(175h) Vapor Phase Ethanol Selective Oxidation to Acetaldehyde and Acetic Acid on Gold Catalysts | AIChE

(175h) Vapor Phase Ethanol Selective Oxidation to Acetaldehyde and Acetic Acid on Gold Catalysts

Authors 

Bravo-Suárez, J. J. - Presenter, The University of Kansas
Srinivasan, P. D., The University of Kansas
Zhu, H., The University of Kansas
Alzahrani, H. A., The University of Kansas
The selective oxidation of ethanol to acetaldehyde and acetic acid on gold nanoparticles supported on a metal oxide (Au/TiO2) was examined via in situ UV-Vis and FTIR spectroscopies and kinetic studies. In situ UV-Vis spectroscopy via a gold plasmon surface resonance sensing technique provided evidence for O2 adsorption at the Au-TiO2 metal-support perimeter interface. Additionally, in situ Modulation Excitation-Phase Sensitive Detection-UV-Vis and FTIR spectroscopies performed during O2 modulation at reaction conditions also showed the presence of charge transfer events likely occurring during the spillover of hydrogen arising from ethanol dissociative adsorption at the Au-TiO2 metal-support perimeter.
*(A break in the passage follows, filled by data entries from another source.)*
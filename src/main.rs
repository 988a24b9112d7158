use std::path::PathBuf;
use std::sync::Arc;

use anyhow::{Context, Result};
use clap::{Parser, Subcommand};
use tracing_subscriber::EnvFilter;

use sv_discovery::annotation::{AnnotationRegistry, FieldScope};
use sv_discovery::config::{AnnotationSelection, DiscoveryConfig};
use sv_discovery::io::{read_fasta, read_run_inputs, TsvCallWriter};
use sv_discovery::{RunOutcome, SvDiscoveryPipeline};

#[derive(Parser, Debug)]
#[command(
    name = "sv-discovery",
    about = "Structural variant discovery from assembled contig alignments"
)]
struct Cli {
    #[command(subcommand)]
    command: Commands,
}

#[derive(Subcommand, Debug)]
enum Commands {
    /// Call structural variants from a run description.
    Discover(DiscoverArgs),
    /// List the available call annotations and the fields they write.
    Annotations,
}

#[derive(clap::Args, Debug)]
struct DiscoverArgs {
    /// Run description (JSON): assemblies, reference dictionary, read metadata, links.
    #[arg(long)]
    inputs: PathBuf,
    /// Reference genome (FASTA).
    #[arg(long)]
    reference: PathBuf,
    /// Output call table.
    #[arg(long)]
    output: PathBuf,
    /// Additional evidence links (JSON array).
    #[arg(long)]
    external_evidence_file: Option<PathBuf>,
    /// External CNV calls (tab-separated).
    #[arg(long)]
    cnv_calls_file: Option<PathBuf>,
    /// Write one call table per raw contig category into this directory.
    #[arg(long = "exp-variants-out-dir")]
    experimental_output_dir: Option<PathBuf>,
    /// Write contig alignments as BAM.
    #[arg(long = "contig-bam")]
    contig_bam: Option<PathBuf>,
    /// Weighted evidence needed for an imprecise call.
    #[arg(long, default_value_t = sv_discovery::config::DEFAULT_IMPRECISE_THRESHOLD)]
    imprecise_threshold: u32,
    /// Gap size that splits a gapped alignment.
    #[arg(long, default_value_t = sv_discovery::config::DEFAULT_SPLIT_SENSITIVITY)]
    split_sensitivity: u32,
    /// Flank mapping quality floor for precise calls.
    #[arg(long, default_value_t = sv_discovery::config::DEFAULT_MIN_MAPQ)]
    min_mapq: u8,
    /// Padding around breakpoints when assigning evidence (default: half the median fragment).
    #[arg(long)]
    evidence_padding: Option<u32>,
    /// Annotation to run (repeatable; default: all).
    #[arg(long = "annotation")]
    annotations: Vec<String>,
    /// Annotation to skip (repeatable).
    #[arg(long = "exclude-annotation")]
    excluded_annotations: Vec<String>,
    /// `binding.FIELD` expression added to every call (repeatable).
    #[arg(long = "expression")]
    expressions: Vec<String>,
    /// Worker threads (default: all cores).
    #[arg(long)]
    threads: Option<usize>,
}

fn main() -> Result<()> {
    tracing_subscriber::fmt()
        .with_env_filter(
            EnvFilter::try_from_default_env().unwrap_or_else(|_| EnvFilter::new("info")),
        )
        .with_writer(std::io::stderr)
        .init();

    let cli = Cli::parse();

    match cli.command {
        Commands::Discover(args) => run_discover(args)?,
        Commands::Annotations => list_annotations(),
    }

    Ok(())
}

fn run_discover(args: DiscoverArgs) -> Result<()> {
    if let Some(threads) = args.threads {
        rayon::ThreadPoolBuilder::new()
            .num_threads(threads)
            .build_global()
            .context("failed to configure the worker pool")?;
    }

    let mut config = DiscoveryConfig::default()
        .with_imprecise_threshold(args.imprecise_threshold)
        .with_split_sensitivity(args.split_sensitivity)
        .with_min_mapq(args.min_mapq)
        .with_annotations(AnnotationSelection {
            include: args.annotations,
            exclude: args.excluded_annotations,
            expressions: args.expressions,
        });
    if let Some(path) = args.external_evidence_file {
        config = config.with_external_evidence_file(path);
    }
    if let Some(path) = args.cnv_calls_file {
        config = config.with_cnv_calls_file(path);
    }
    if let Some(dir) = args.experimental_output_dir {
        config = config.with_experimental_output_dir(dir);
    }
    if let Some(path) = args.contig_bam {
        config = config.with_contig_alignments_bam(path);
    }
    if let Some(padding) = args.evidence_padding {
        config = config.with_evidence_padding(padding);
    }
    config.validate().context("invalid configuration")?;

    let inputs = read_run_inputs(&args.inputs)
        .with_context(|| format!("failed to read run inputs from {}", args.inputs.display()))?;
    let reference = read_fasta(&args.reference)
        .with_context(|| format!("failed to read reference from {}", args.reference.display()))?;

    let outcome = SvDiscoveryPipeline::new(config)
        .run(inputs, Arc::new(reference), &args.output, &TsvCallWriter)
        .context("structural variant discovery failed")?;

    match outcome {
        RunOutcome::NothingToCall => println!("No aligned contigs; nothing to call."),
        RunOutcome::Called {
            calls,
            experimental_outputs,
        } => {
            println!("{} calls written to {}", calls.len(), args.output.display());
            for (category, path) in experimental_outputs {
                println!("  {category}\t{}", path.display());
            }
        }
    }

    Ok(())
}

fn list_annotations() {
    for info in AnnotationRegistry::builtin().list() {
        println!("{}\t{}", info.name, info.description);
        for field in info.fields {
            let scope = match field.scope {
                FieldScope::Info => "INFO",
                FieldScope::Format => "FORMAT",
            };
            println!(
                "  {scope}\t{}\tNumber={}\tType={}\t{}",
                field.key, field.number, field.kind, field.description
            );
        }
    }
}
Moreover, kinetic results over a wide range of conditions (473-533 K, 0.1-20 kPa O2, 0.1-5 kPa ethanol, 0-8 kPa water) showed that ethanol oxidized selectively in vapor phase to mainly acetaldehyde (~50-95%) and acetic acid (~2-30%) with respective apparent activation energies of 47 and 70 kJ/mol. It was also found that acetic acid selectivity was favored at increasing O2/ethanol partial pressure ratios. Although water presence in the reaction mixture has been implied to promote oxidations on gold catalysts in gas phase and acetic acid formation in ethanol liquid phase oxidation, the present results indicated that in the vapor phase acetaldehyde and acetic acid production rates were mostly insensitive to co-fed water. Average apparent reaction rate orders of O2, ethanol, and water for acetaldehyde production were ~0.2, ~0.5, and ~0.1, whereas for acetic acid production they were ~0.5, ~0.3, and ~0, respectively. A kinetic model involving ethanol dehydrogenation to acetaldehyde, oxygen adsorption and activation, and acetaldehyde oxidation to acetic acid on a two-site ensemble at the Au-TiO2 metal-support perimeter comprised of Au-O vacancy-Ti-O was found to adequately explain the spectroscopic and kinetic experimental findings. Overall, this study highlights a metal-support synergy which can be explored to further guide the development of new selective oxidation catalysts.